*Prompt*. Which lines in the records below contain the word "warn"? Copy each of them.

Top of Source material

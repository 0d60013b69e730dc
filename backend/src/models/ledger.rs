//! Credit Ledger
//!
//! Fungible balance store for the queue credit ("WaitToken", symbol WAIT).
//!
//! - Balances and allowances keyed by account
//! - Total supply counter
//! - A single minter (the issuer), set exactly once via `set_issuer`
//!
//! # Critical Invariants
//!
//! 1. **Supply Conservation**: sum of all balances == total supply
//! 2. **Non-negative**: amounts are unsigned; every decrement is checked
//!    against the current value before anything is written
//! 3. **All-or-nothing**: an operation that returns `Err` has changed nothing
//!    and logged nothing

use crate::core::account::{Account, Amount};
use crate::core::errors::ErrorKind;
use crate::models::event::{Event, EventLog};
use serde::{Deserialize, Serialize};
use std::collections::BTreeMap;
use thiserror::Error;
use tracing::{debug, warn};

/// Errors that can occur during ledger operations
#[derive(Debug, Error, Clone, PartialEq, Eq)]
pub enum LedgerError {
    #[error("Only issuer can mint")]
    NotIssuer { caller: Account },

    #[error("Issuer already set")]
    IssuerAlreadySet { issuer: Account },

    #[error("Invalid address")]
    InvalidAddress,

    #[error("Amount must be greater than zero")]
    ZeroAmount,

    #[error("Insufficient balance: required {required}, available {available}")]
    InsufficientBalance { required: Amount, available: Amount },

    #[error("Insufficient allowance: required {required}, available {available}")]
    InsufficientAllowance { required: Amount, available: Amount },

    #[error("Arithmetic overflow")]
    Overflow,
}

impl LedgerError {
    pub fn kind(&self) -> ErrorKind {
        match self {
            LedgerError::NotIssuer { .. } => ErrorKind::Authorization,
            LedgerError::IssuerAlreadySet { .. } => ErrorKind::State,
            LedgerError::InvalidAddress | LedgerError::ZeroAmount | LedgerError::Overflow => {
                ErrorKind::Input
            }
            LedgerError::InsufficientBalance { .. } | LedgerError::InsufficientAllowance { .. } => {
                ErrorKind::InsufficientFunds
            }
        }
    }
}

/// Read-only token metadata
#[derive(Debug, Clone, PartialEq, Eq, Serialize, Deserialize)]
pub struct TokenMetadata {
    pub name: String,
    pub symbol: String,
    pub decimals: u8,
}

impl Default for TokenMetadata {
    fn default() -> Self {
        Self {
            name: "WaitToken".to_string(),
            symbol: "WAIT".to_string(),
            decimals: 18,
        }
    }
}

/// Fungible credit ledger
///
/// # Example
/// ```
/// use waitlist_core_rs::{Account, CreditLedger, TokenMetadata};
///
/// let mut ledger = CreditLedger::new(TokenMetadata::default());
/// let issuer = Account::new("0x155");
/// let alice = Account::new("0xa11ce");
///
/// ledger.set_issuer(&alice, issuer.clone()).unwrap();
/// ledger.mint(&issuer, &alice, 10).unwrap();
///
/// assert_eq!(ledger.balance_of(&alice), 10);
/// assert_eq!(ledger.total_supply(), 10);
/// ```
#[derive(Debug, Clone, PartialEq, Eq, Serialize, Deserialize)]
pub struct CreditLedger {
    /// The ledger's own address (what other components hold as a reference)
    address: Account,

    metadata: TokenMetadata,

    /// Account → balance. Entries persist at zero once created.
    balances: BTreeMap<Account, Amount>,

    /// Owner → spender → allowance
    allowances: BTreeMap<Account, BTreeMap<Account, Amount>>,

    total_supply: Amount,

    /// Minter; written once by `set_issuer`
    issuer: Option<Account>,

    events: EventLog,
}

impl CreditLedger {
    /// Create an empty ledger at a freshly generated address
    pub fn new(metadata: TokenMetadata) -> Self {
        Self::with_address(Account::generate(), metadata)
    }

    /// Create an empty ledger at a given address
    pub fn with_address(address: Account, metadata: TokenMetadata) -> Self {
        Self {
            address,
            metadata,
            balances: BTreeMap::new(),
            allowances: BTreeMap::new(),
            total_supply: 0,
            issuer: None,
            events: EventLog::new(),
        }
    }

    pub fn address(&self) -> &Account {
        &self.address
    }

    pub fn name(&self) -> &str {
        &self.metadata.name
    }

    pub fn symbol(&self) -> &str {
        &self.metadata.symbol
    }

    pub fn decimals(&self) -> u8 {
        self.metadata.decimals
    }

    /// Configured minter, `None` until `set_issuer` succeeds
    pub fn issuer(&self) -> Option<&Account> {
        self.issuer.as_ref()
    }

    pub fn total_supply(&self) -> Amount {
        self.total_supply
    }

    pub fn balance_of(&self, account: &Account) -> Amount {
        self.balances.get(account).copied().unwrap_or(0)
    }

    pub fn allowance(&self, owner: &Account, spender: &Account) -> Amount {
        self.allowances
            .get(owner)
            .and_then(|s| s.get(spender))
            .copied()
            .unwrap_or(0)
    }

    /// All balance entries (including zero balances)
    pub fn balances(&self) -> &BTreeMap<Account, Amount> {
        &self.balances
    }

    pub fn events(&self) -> &EventLog {
        &self.events
    }

    /// Check that balances sum to the total supply
    pub fn supply_is_conserved(&self) -> bool {
        self.balances
            .values()
            .try_fold(0 as Amount, |acc, b| acc.checked_add(*b))
            == Some(self.total_supply)
    }

    /// Configure the single minter
    ///
    /// Any caller may do this, but only once: the first successful call wins
    /// and there is no way to change the issuer afterwards.
    pub fn set_issuer(&mut self, caller: &Account, issuer: Account) -> Result<(), LedgerError> {
        if issuer.is_null() {
            return Err(LedgerError::InvalidAddress);
        }
        if let Some(existing) = &self.issuer {
            warn!(%caller, issuer = %existing, "rejected second set_issuer");
            return Err(LedgerError::IssuerAlreadySet {
                issuer: existing.clone(),
            });
        }

        debug!(%caller, %issuer, "issuer set");
        self.issuer = Some(issuer.clone());
        self.events.log(Event::IssuerSet { issuer });
        Ok(())
    }

    /// Create `amount` new credits for `to` (issuer only)
    pub fn mint(
        &mut self,
        caller: &Account,
        to: &Account,
        amount: Amount,
    ) -> Result<(), LedgerError> {
        if self.issuer.as_ref() != Some(caller) {
            warn!(%caller, "rejected mint from non-issuer");
            return Err(LedgerError::NotIssuer {
                caller: caller.clone(),
            });
        }
        if to.is_null() {
            return Err(LedgerError::InvalidAddress);
        }
        if amount == 0 {
            return Err(LedgerError::ZeroAmount);
        }

        let new_supply = self
            .total_supply
            .checked_add(amount)
            .ok_or(LedgerError::Overflow)?;
        let new_balance = self
            .balance_of(to)
            .checked_add(amount)
            .ok_or(LedgerError::Overflow)?;

        self.total_supply = new_supply;
        self.balances.insert(to.clone(), new_balance);

        debug!(%to, amount, total_supply = new_supply, "minted");
        self.events.log(Event::Transfer {
            from: Account::null(),
            to: to.clone(),
            amount,
        });
        Ok(())
    }

    /// Move `amount` from the caller to `to`
    pub fn transfer(
        &mut self,
        caller: &Account,
        to: &Account,
        amount: Amount,
    ) -> Result<(), LedgerError> {
        self.move_balance(caller, to, amount)
    }

    /// Overwrite the allowance `spender` may draw from `owner`
    pub fn approve(
        &mut self,
        owner: &Account,
        spender: &Account,
        amount: Amount,
    ) -> Result<(), LedgerError> {
        if spender.is_null() || owner.is_null() {
            return Err(LedgerError::InvalidAddress);
        }

        self.allowances
            .entry(owner.clone())
            .or_default()
            .insert(spender.clone(), amount);

        debug!(%owner, %spender, amount, "approval");
        self.events.log(Event::Approval {
            owner: owner.clone(),
            spender: spender.clone(),
            amount,
        });
        Ok(())
    }

    /// Move `amount` from `from` to `to` on behalf of `spender`
    ///
    /// Allowance is checked before balance. An allowance of `Amount::MAX`
    /// is treated as unlimited and is not decremented.
    pub fn transfer_from(
        &mut self,
        spender: &Account,
        from: &Account,
        to: &Account,
        amount: Amount,
    ) -> Result<(), LedgerError> {
        let allowed = self.allowance(from, spender);
        if allowed < amount {
            return Err(LedgerError::InsufficientAllowance {
                required: amount,
                available: allowed,
            });
        }

        self.move_balance(from, to, amount)?;

        if allowed != Amount::MAX {
            self.allowances
                .entry(from.clone())
                .or_default()
                .insert(spender.clone(), allowed - amount);
        }
        Ok(())
    }

    /// Debit `from` and credit `to` atomically
    fn move_balance(
        &mut self,
        from: &Account,
        to: &Account,
        amount: Amount,
    ) -> Result<(), LedgerError> {
        if to.is_null() || from.is_null() {
            return Err(LedgerError::InvalidAddress);
        }

        let from_balance = self.balance_of(from);
        if from_balance < amount {
            return Err(LedgerError::InsufficientBalance {
                required: amount,
                available: from_balance,
            });
        }

        if from != to {
            let to_balance = self
                .balance_of(to)
                .checked_add(amount)
                .ok_or(LedgerError::Overflow)?;
            self.balances.insert(from.clone(), from_balance - amount);
            self.balances.insert(to.clone(), to_balance);
        }

        debug!(%from, %to, amount, "transfer");
        self.events.log(Event::Transfer {
            from: from.clone(),
            to: to.clone(),
            amount,
        });
        Ok(())
    }
}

Bottom of Source material

*Solved exercise*.
use tracing::{debug, warn};
            warn!(%caller, issuer = %existing, "rejected second set_issuer");
            warn!(%caller, "rejected mint from non-issuer");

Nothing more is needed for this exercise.